My machine is LUKS-encrypted and boot works a charm (asking the passphrase at launch). I want to use a keyfile on a USB pendrive, thus the user has a dongle that the user must plug to launch Linux fully. I'm mainly inspired by this answer to do so: LUKS encryption, header on a dongle USBdrive?

Well, I copied /bootand keyfile on the USB key, I have editted /etc/crypptab.

Now I want to make sure the machine will attempt to boot from the USB pendrive. I understand I have to edit /etc/fstaband I read the man and doc, but I'm totally lost.

The machine has /boot and / (FS). The USB has only /boot (+ keyfile inside, linked in /etc/crypttab).

My question is: is it possible to tell my machine "try to boot from the pendrive [this is possible I know, but next:], if impossible: fallback to the HDD (and ask for the passphrase) ? how ?

NB: I'm affraid of doing wrong with fstab and my machine then does not boot anymore.

Answer 1

Before doing anything that might make your system inoperable, make a system back-up!

You should be rightly afraid as "fallback to the hard drive" is what you have right now, without making the USB stick!

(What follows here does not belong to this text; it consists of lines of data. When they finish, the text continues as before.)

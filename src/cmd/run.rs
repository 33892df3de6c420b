//! `trak run` — dispatch ready auto-tasks to the agent gateway.

use anyhow::Result;
use clap::Args;

use trak::engine::TaskEngine;
use trak::orchestrator::{DispatchOutcome, DispatchReport, Orchestrator, RunOptions};
use trak_gateway::{GatewayClient, GatewayConfig};

use super::summary_line;

/// Arguments for `trak run`.
#[derive(Args, Debug)]
pub struct RunArgs {
    /// Only dispatch tasks in this project
    #[arg(long, short = 'p')]
    pub project: Option<String>,

    /// Parallelism cap (default from config, default 3)
    #[arg(long)]
    pub max_agents: Option<usize>,

    /// Widen the priority window (default 1: only P0/P1 dispatch)
    #[arg(long)]
    pub min_priority: Option<i64>,

    /// Model override for spawned agents
    #[arg(long)]
    pub model: Option<String>,

    /// Timeout override ("30m", "1h30m", "90s", or bare seconds)
    #[arg(long)]
    pub timeout: Option<String>,

    /// Poll for newly ready tasks every 5s, dispatching into spare capacity
    #[arg(long, short = 'w')]
    pub watch: bool,

    /// Show what would dispatch without locking or spawning
    #[arg(long)]
    pub dry_run: bool,
}

pub fn run(args: &RunArgs) -> Result<()> {
    let engine = TaskEngine::open()?;
    let orchestrator = Orchestrator::new(&engine)?;

    let timeout_secs = match &args.timeout {
        Some(raw) => Some(trak::duration::parse_secs(raw).map_err(anyhow::Error::msg)?),
        None => None,
    };
    let opts = RunOptions {
        project: args.project.clone(),
        max_agents: args.max_agents,
        min_priority: args.min_priority,
        model: args.model.clone(),
        timeout_secs,
        dry_run: args.dry_run,
    };

    let config = GatewayConfig::discover();
    let gateway = GatewayClient::new(config)?;

    if args.watch {
        println!(
            "Watching for ready tasks (gateway {}, up to {} agents) — ctrl-c to stop",
            gateway.base_url(),
            orchestrator.max_agents(&opts)
        );
        orchestrator.watch(&opts, &gateway, None, print_reports)?;
        return Ok(());
    }

    let reports = orchestrator.run(&opts, &gateway)?;
    if reports.is_empty() {
        println!("Nothing to dispatch.");
        return Ok(());
    }
    print_reports(&reports);
    Ok(())
}

fn print_reports(reports: &[DispatchReport]) {
    for report in reports {
        match &report.outcome {
            DispatchOutcome::Spawned { session } => {
                println!(
                    "Dispatched {} (timeout {}s, session {session})",
                    summary_line(&report.task),
                    report.timeout_secs
                );
            }
            DispatchOutcome::WouldSpawn => {
                println!(
                    "Would dispatch {} (timeout {}s)",
                    summary_line(&report.task),
                    report.timeout_secs
                );
            }
            DispatchOutcome::LockHeld { holder } => {
                println!(
                    "Skipped {} — workspace locked by {holder}",
                    report.task.id
                );
            }
            DispatchOutcome::SpawnFailed { error } => {
                println!("Failed to dispatch {}: {error}", report.task.id);
            }
        }
    }
}
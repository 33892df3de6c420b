use anyhow::Result;
use clap::{Parser, Subcommand};

mod cmd;

/// Local-first task tracker and multi-agent orchestrator
///
/// trak keeps tasks in a per-repo `.trak/` workspace: a SQLite store for
/// queries, an append-only JSONL event log as the durable source of truth
/// (synced through git like any other file), and file-based workspace
/// locks so concurrent agents stay out of each other's way.
///
/// QUICK START:
///
///   trak init
///   trak add "Fix the widget" --project web --priority 1
///   trak list
///   trak log trak-ab12cd "found the root cause"
///   trak close trak-ab12cd --verify
///
/// AGENT WORKFLOW:
///
///   1. Mark tasks dispatchable:  trak add "..." --autonomy auto
///   2. Wire up ordering:         trak dep add <child> <parent>
///   3. Dispatch:                 trak run [--watch]
///   4. Agents journal progress and close through the verification gate.
#[derive(Parser)]
#[command(name = "trak")]
#[command(version, about)]
#[command(propagate_version = true)]
#[command(after_help = "See 'trak <command> --help' for more information on a specific command.")]
struct Cli {
    #[command(subcommand)]
    command: Commands,
}

#[derive(Subcommand)]
enum Commands {
    /// Initialize a trak workspace in this repository
    ///
    /// Creates `.trak/` at the enclosing git root (or here, outside a
    /// repo) with the store, the event log, and a `.gitignore` that keeps
    /// the log tracked while ignoring the store. Safe to run twice.
    Init,

    /// Create a task
    Add(cmd::task::AddArgs),

    /// List tasks (open work by default)
    List(cmd::task::ListArgs),

    /// Show one task in full: fields, journal, deps, claims
    Show {
        /// Task id or unique suffix
        id: String,
    },

    /// Change a task's status
    ///
    /// Entering wip captures the current git HEAD as the baseline for
    /// later proof-of-work checks.
    Status {
        /// Task id or unique suffix
        id: String,
        /// open | wip | blocked | review | done | archived | failed
        status: String,
    },

    /// Assign an agent (open/review tasks auto-enter wip)
    Assign {
        /// Task id or unique suffix
        id: String,
        /// Agent label
        agent: String,
    },

    /// Append a journal entry (optionally recording cost)
    Log(cmd::task::LogArgs),

    /// Close a task through the verification gate
    ///
    /// Closes need a prior passed verification, --force, or a --verify
    /// run where no hard check fails and at least one soft check passes
    /// (journal activity, git commits since the wip snapshot, or --proof).
    /// A blocked close parks the task in review and exits non-zero.
    Close(cmd::close::CloseArgs),

    /// Record a failed attempt
    ///
    /// With retries remaining the task rewinds to open behind a backoff;
    /// once max_retries is reached it lands in failed.
    Fail {
        /// Task id or unique suffix
        id: String,
        /// Why the attempt gave up
        reason: String,
    },

    /// Put a failed or backed-off task straight back in play
    Retry {
        /// Task id or unique suffix
        id: String,
        /// Also zero the retry counter
        #[arg(long)]
        reset_count: bool,
    },

    /// Delete a task and everything it owns
    Delete {
        /// Task id or unique suffix
        id: String,
    },

    /// Manage dependency edges
    #[command(subcommand)]
    Dep(cmd::dep::DepCommands),

    /// Tasks ready to start (open, deps complete, backoff elapsed)
    Ready(cmd::query::PoolArgs),

    /// Ready tasks the orchestrator may dispatch (autonomy=auto)
    Next(cmd::query::PoolArgs),

    /// Attention-ranked tasks (fan-out, age, recency, priority)
    Heat(cmd::query::PoolArgs),

    /// Walk a task's dependency neighborhood in both directions
    Trace {
        /// Task id or unique suffix
        id: String,
        /// Levels to walk each way
        #[arg(long, default_value_t = 5)]
        depth: usize,
    },

    /// Soft-claim a task for an agent (advisory; does not dispatch)
    Claim {
        /// Task id or unique suffix
        id: String,
        /// Claiming agent label
        agent: String,
        /// Model the agent intends to use
        #[arg(long)]
        model: Option<String>,
    },

    /// Release an agent's soft claim
    Release {
        /// Task id or unique suffix
        id: String,
        /// Agent label that holds the claim
        agent: String,
    },

    /// Workspace locks: acquire, release, status, break, renew
    #[command(subcommand)]
    Lock(cmd::lock::LockCommands),

    /// Cost breakdown and budget status for a task
    Cost {
        /// Task id or unique suffix
        id: String,
    },

    /// Dispatch ready auto-tasks to the agent gateway
    Run(cmd::run::RunArgs),

    /// Event-log maintenance: compact, rebuild, pull and resolve merges
    Sync(cmd::sync::SyncArgs),
}

fn main() -> Result<()> {
    trak::telemetry::init();
    let cli = Cli::parse();

    match cli.command {
        Commands::Init => cmd::init::run(),
        Commands::Add(args) => cmd::task::add(&args),
        Commands::List(args) => cmd::task::list(&args),
        Commands::Show { id } => cmd::task::show(&id),
        Commands::Status { id, status } => cmd::task::set_status(&id, &status),
        Commands::Assign { id, agent } => cmd::task::assign(&id, &agent),
        Commands::Log(args) => cmd::task::log(&args),
        Commands::Close(args) => cmd::close::run(&args),
        Commands::Fail { id, reason } => cmd::task::fail(&id, &reason),
        Commands::Retry { id, reset_count } => cmd::task::retry(&id, reset_count),
        Commands::Delete { id } => cmd::task::delete(&id),
        Commands::Dep(args) => cmd::dep::run(&args),
        Commands::Ready(args) => cmd::query::ready(&args),
        Commands::Next(args) => cmd::query::next(&args),
        Commands::Heat(args) => cmd::query::heat(&args),
        Commands::Trace { id, depth } => cmd::query::trace(&id, depth),
        Commands::Claim { id, agent, model } => cmd::task::claim(&id, &agent, model.as_deref()),
        Commands::Release { id, agent } => cmd::task::release(&id, &agent),
        Commands::Lock(args) => cmd::lock::run(&args),
        Commands::Cost { id } => cmd::task::cost(&id),
        Commands::Run(args) => cmd::run::run(&args),
        Commands::Sync(args) => cmd::sync::run(&args),
    }
}
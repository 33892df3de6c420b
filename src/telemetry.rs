//! Tracing initialization.
//!
//! Controlled by `TRAK_LOG` (an `EnvFilter` directive string):
//! - unset or empty → no subscriber, zero overhead;
//! - e.g. `TRAK_LOG=debug` or `TRAK_LOG=trak::locks=trace` → formatted
//!   events to stderr.
//!
//! stdout stays reserved for command output.

use tracing_subscriber::EnvFilter;

/// Env var holding the filter directive.
pub const ENV_LOG: &str = "TRAK_LOG";

/// Initialize tracing from the environment. Safe to call once from
/// `main`; does nothing when `TRAK_LOG` is unset.
pub fn init() {
    let Ok(directive) = std::env::var(ENV_LOG) else {
        return;
    };
    if directive.is_empty() {
        return;
    }
    let filter = EnvFilter::try_new(&directive).unwrap_or_else(|_| EnvFilter::new("info"));
    let _ = tracing_subscriber::fmt()
        .with_env_filter(filter)
        .with_writer(std::io::stderr)
        .without_time()
        .try_init();
}
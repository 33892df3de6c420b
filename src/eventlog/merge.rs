//! Merge resolver for git-conflicted event logs.
//!
//! When two branches both append to `trak.jsonl`, git leaves standard
//! conflict markers behind. The resolver partitions the file into shared
//! lines (outside any marker), ours (between `<<<<<<<` and `=======`), and
//! theirs (between `=======` and `>>>>>>>`), parses every line as a task
//! snapshot, and resolves duplicated ids last-write-wins on `updated_at`
//! (ties go to theirs). Ids present on only one side are kept. Callers
//! write the resolved records back and rebuild the store.

use std::collections::BTreeMap;
use std::fmt;

use crate::model::Task;

/// Start-of-ours conflict marker prefix.
const MARKER_OURS: &str = "<<<<<<<";
/// Separator marker prefix.
const MARKER_SEP: &str = "=======";
/// End-of-theirs marker prefix.
const MARKER_THEIRS: &str = ">>>>>>>";

// ---------------------------------------------------------------------------
// Types
// ---------------------------------------------------------------------------

/// Which side won a duplicated task id.
#[derive(Clone, Copy, Debug, PartialEq, Eq)]
pub enum Winner {
    /// Our side had the later `updated_at`.
    Ours,
    /// Their side had the later (or equal) `updated_at`.
    Theirs,
}

impl fmt::Display for Winner {
    fn fmt(&self, f: &mut fmt::Formatter<'_>) -> fmt::Result {
        match self {
            Self::Ours => f.write_str("ours"),
            Self::Theirs => f.write_str("theirs"),
        }
    }
}

/// Record of one resolved duplicate.
#[derive(Clone, Debug, PartialEq, Eq)]
pub struct Resolution {
    /// The task id that appeared on both sides.
    pub task_id: String,
    /// Which record was kept.
    pub winner: Winner,
}

// ---------------------------------------------------------------------------
// Detection & partitioning
// ---------------------------------------------------------------------------

/// True if `content` contains a git conflict region.
#[must_use]
pub fn has_conflict_markers(content: &str) -> bool {
    content.lines().any(|l| l.starts_with(MARKER_OURS))
}

#[derive(Clone, Copy, Debug, PartialEq, Eq)]
enum Section {
    Shared,
    Ours,
    Theirs,
}

fn partition(content: &str) -> (Vec<&str>, Vec<&str>, Vec<&str>) {
    let mut shared = Vec::new();
    let mut ours = Vec::new();
    let mut theirs = Vec::new();
    let mut section = Section::Shared;

    for line in content.lines() {
        if line.starts_with(MARKER_OURS) {
            section = Section::Ours;
            continue;
        }
        if line.starts_with(MARKER_SEP) && section == Section::Ours {
            section = Section::Theirs;
            continue;
        }
        if line.starts_with(MARKER_THEIRS) {
            section = Section::Shared;
            continue;
        }
        if line.trim().is_empty() {
            continue;
        }
        match section {
            Section::Shared => shared.push(line),
            Section::Ours => ours.push(line),
            Section::Theirs => theirs.push(line),
        }
    }
    (shared, ours, theirs)
}

fn parse_side(lines: &[&str], side: &str) -> Result<BTreeMap<String, Task>, String> {
    let mut map = BTreeMap::new();
    for (n, line) in lines.iter().enumerate() {
        let task: Task = serde_json::from_str(line)
            .map_err(|e| format!("{side} line {}: {e}", n + 1))?;
        map.insert(task.id.as_str().to_owned(), task);
    }
    Ok(map)
}

// ---------------------------------------------------------------------------
// Resolution
// ---------------------------------------------------------------------------

/// Resolve a conflicted log into a clean record set.
///
/// Returns the resolved tasks (sorted by `created_at`) and one
/// [`Resolution`] per task id that appeared on both sides. Content without
/// conflict markers resolves to its own records with an empty resolution
/// list.
///
/// # Errors
/// Returns a description of the first unparseable line.
pub fn resolve(content: &str) -> Result<(Vec<Task>, Vec<Resolution>), String> {
    let (shared_lines, ours_lines, theirs_lines) = partition(content);

    let shared = parse_side(&shared_lines, "shared")?;
    let ours = parse_side(&ours_lines, "ours")?;
    let theirs = parse_side(&theirs_lines, "theirs")?;

    let mut resolved: BTreeMap<String, Task> = shared;
    let mut resolutions = Vec::new();

    for (id, our_task) in ours {
        match theirs.get(&id) {
            Some(their_task) => {
                // Timestamps are the fixed-width format, so string compare
                // is chronological. Ties go to theirs.
                let winner = if our_task.updated_at > their_task.updated_at {
                    Winner::Ours
                } else {
                    Winner::Theirs
                };
                let kept = match winner {
                    Winner::Ours => our_task,
                    Winner::Theirs => their_task.clone(),
                };
                resolutions.push(Resolution { task_id: id.clone(), winner });
                resolved.insert(id, kept);
            }
            None => {
                resolved.insert(id, our_task);
            }
        }
    }
    for (id, their_task) in theirs {
        resolved.entry(id).or_insert(their_task);
    }

    let mut tasks: Vec<Task> = resolved.into_values().collect();
    tasks.sort_by(|a, b| a.created_at.cmp(&b.created_at).then_with(|| a.id.cmp(&b.id)));
    Ok((tasks, resolutions))
}

// ---------------------------------------------------------------------------
// Tests
// ---------------------------------------------------------------------------

#[cfg(test)]
mod tests {
    use super::*;
    use crate::model::TaskId;

    fn snap(id: &str, created: &str, updated: &str, title: &str) -> String {
        let mut t = Task::new(TaskId::new(id).expect("id"), title, created);
        t.updated_at = updated.to_owned();
        serde_json::to_string(&t).expect("serialize")
    }

    #[test]
    fn detects_markers() {
        assert!(has_conflict_markers("<<<<<<< HEAD\nx\n"));
        assert!(!has_conflict_markers("{\"id\":\"trak-0000aa\"}\n"));
    }

    #[test]
    fn clean_content_passes_through() {
        let content = format!(
            "{}\n{}\n",
            snap("trak-0000aa", "2026-08-01 09:00:00", "2026-08-01 09:00:00", "a"),
            snap("trak-1111bb", "2026-08-01 10:00:00", "2026-08-01 10:00:00", "b"),
        );
        let (tasks, resolutions) = resolve(&content).expect("resolve");
        assert_eq!(tasks.len(), 2);
        assert!(resolutions.is_empty());
    }

    #[test]
    fn later_updated_at_wins() {
        let shared = snap("trak-eeeeee", "2026-08-01 08:00:00", "2026-08-01 08:00:00", "shared");
        let ours = snap("trak-0000aa", "2026-08-01 09:00:00", "2026-08-01 10:00:00", "ours version");
        let theirs = snap("trak-0000aa", "2026-08-01 09:00:00", "2026-08-01 12:00:00", "theirs version");
        let content = format!(
            "{shared}\n<<<<<<< HEAD\n{ours}\n=======\n{theirs}\n>>>>>>> origin/main\n"
        );

        let (tasks, resolutions) = resolve(&content).expect("resolve");
        assert_eq!(tasks.len(), 2);
        let x = tasks
            .iter()
            .find(|t| t.id.as_str() == "trak-0000aa")
            .expect("task kept");
        assert_eq!(x.title, "theirs version");
        assert_eq!(
            resolutions,
            vec![Resolution { task_id: "trak-0000aa".to_owned(), winner: Winner::Theirs }]
        );
    }

    #[test]
    fn ours_wins_when_newer() {
        let ours = snap("trak-0000aa", "2026-08-01 09:00:00", "2026-08-01 12:00:00", "ours");
        let theirs = snap("trak-0000aa", "2026-08-01 09:00:00", "2026-08-01 10:00:00", "theirs");
        let content = format!("<<<<<<< HEAD\n{ours}\n=======\n{theirs}\n>>>>>>> other\n");

        let (tasks, resolutions) = resolve(&content).expect("resolve");
        assert_eq!(tasks[0].title, "ours");
        assert_eq!(resolutions[0].winner, Winner::Ours);
    }

    #[test]
    fn ties_go_to_theirs() {
        let ours = snap("trak-0000aa", "2026-08-01 09:00:00", "2026-08-01 10:00:00", "ours");
        let theirs = snap("trak-0000aa", "2026-08-01 09:00:00", "2026-08-01 10:00:00", "theirs");
        let content = format!("<<<<<<< HEAD\n{ours}\n=======\n{theirs}\n>>>>>>> other\n");

        let (tasks, resolutions) = resolve(&content).expect("resolve");
        assert_eq!(tasks[0].title, "theirs");
        assert_eq!(resolutions[0].winner, Winner::Theirs);
    }

    #[test]
    fn one_sided_ids_are_kept() {
        let ours = snap("trak-0000aa", "2026-08-01 09:00:00", "2026-08-01 09:00:00", "only ours");
        let theirs = snap("trak-1111bb", "2026-08-01 10:00:00", "2026-08-01 10:00:00", "only theirs");
        let content = format!("<<<<<<< HEAD\n{ours}\n=======\n{theirs}\n>>>>>>> other\n");

        let (tasks, resolutions) = resolve(&content).expect("resolve");
        let ids: Vec<&str> = tasks.iter().map(|t| t.id.as_str()).collect();
        assert_eq!(ids, vec!["trak-0000aa", "trak-1111bb"]);
        assert!(resolutions.is_empty());
    }

    #[test]
    fn output_sorted_by_created_at() {
        let ours = snap("trak-0000aa", "2026-08-01 11:00:00", "2026-08-01 11:00:00", "late");
        let theirs = snap("trak-1111bb", "2026-08-01 09:00:00", "2026-08-01 09:00:00", "early");
        let content = format!("<<<<<<< HEAD\n{ours}\n=======\n{theirs}\n>>>>>>> other\n");

        let (tasks, _) = resolve(&content).expect("resolve");
        assert_eq!(tasks[0].id.as_str(), "trak-1111bb");
    }

    #[test]
    fn unparseable_line_is_an_error() {
        let content = "<<<<<<< HEAD\nnot json\n=======\n{}\n>>>>>>> other\n";
        let err = resolve(content).unwrap_err();
        assert!(err.contains("ours line 1"));
    }

    #[test]
    fn multiple_conflict_regions() {
        let ours_a = snap("trak-0000aa", "2026-08-01 09:00:00", "2026-08-01 13:00:00", "ours a");
        let theirs_a = snap("trak-0000aa", "2026-08-01 09:00:00", "2026-08-01 10:00:00", "theirs a");
        let ours_b = snap("trak-1111bb", "2026-08-01 09:30:00", "2026-08-01 09:45:00", "ours b");
        let theirs_b = snap("trak-1111bb", "2026-08-01 09:30:00", "2026-08-01 11:00:00", "theirs b");
        let content = format!(
            "<<<<<<< HEAD\n{ours_a}\n=======\n{theirs_a}\n>>>>>>> other\n\
             <<<<<<< HEAD\n{ours_b}\n=======\n{theirs_b}\n>>>>>>> other\n"
        );

        let (tasks, resolutions) = resolve(&content).expect("resolve");
        assert_eq!(tasks.len(), 2);
        assert_eq!(resolutions.len(), 2);
        assert_eq!(tasks[0].title, "ours a");
        assert_eq!(tasks[1].title, "theirs b");
    }
}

So what you're about to do by putting the ´/boot` on a USB stick, is making your system more secure and with great security comes great responsibility, so the USB key getting lost, or getting stolen or just breaking will make your system inaccessible!

So before you go ahead:

1. Make a system back-up
2. Buy another USB key equal to or larger then the one you have.
3. Make an unencrypted data back-up and store it in a vault
4. Go back here and continue what you were doing
5. dd the contents of the first USB onto the second so you have a back-up of that.
6. Test both USB keys
7. Delete the unencrypted data back-up (or just destroy the unencrypted back-up with a blowtorch!)

:-)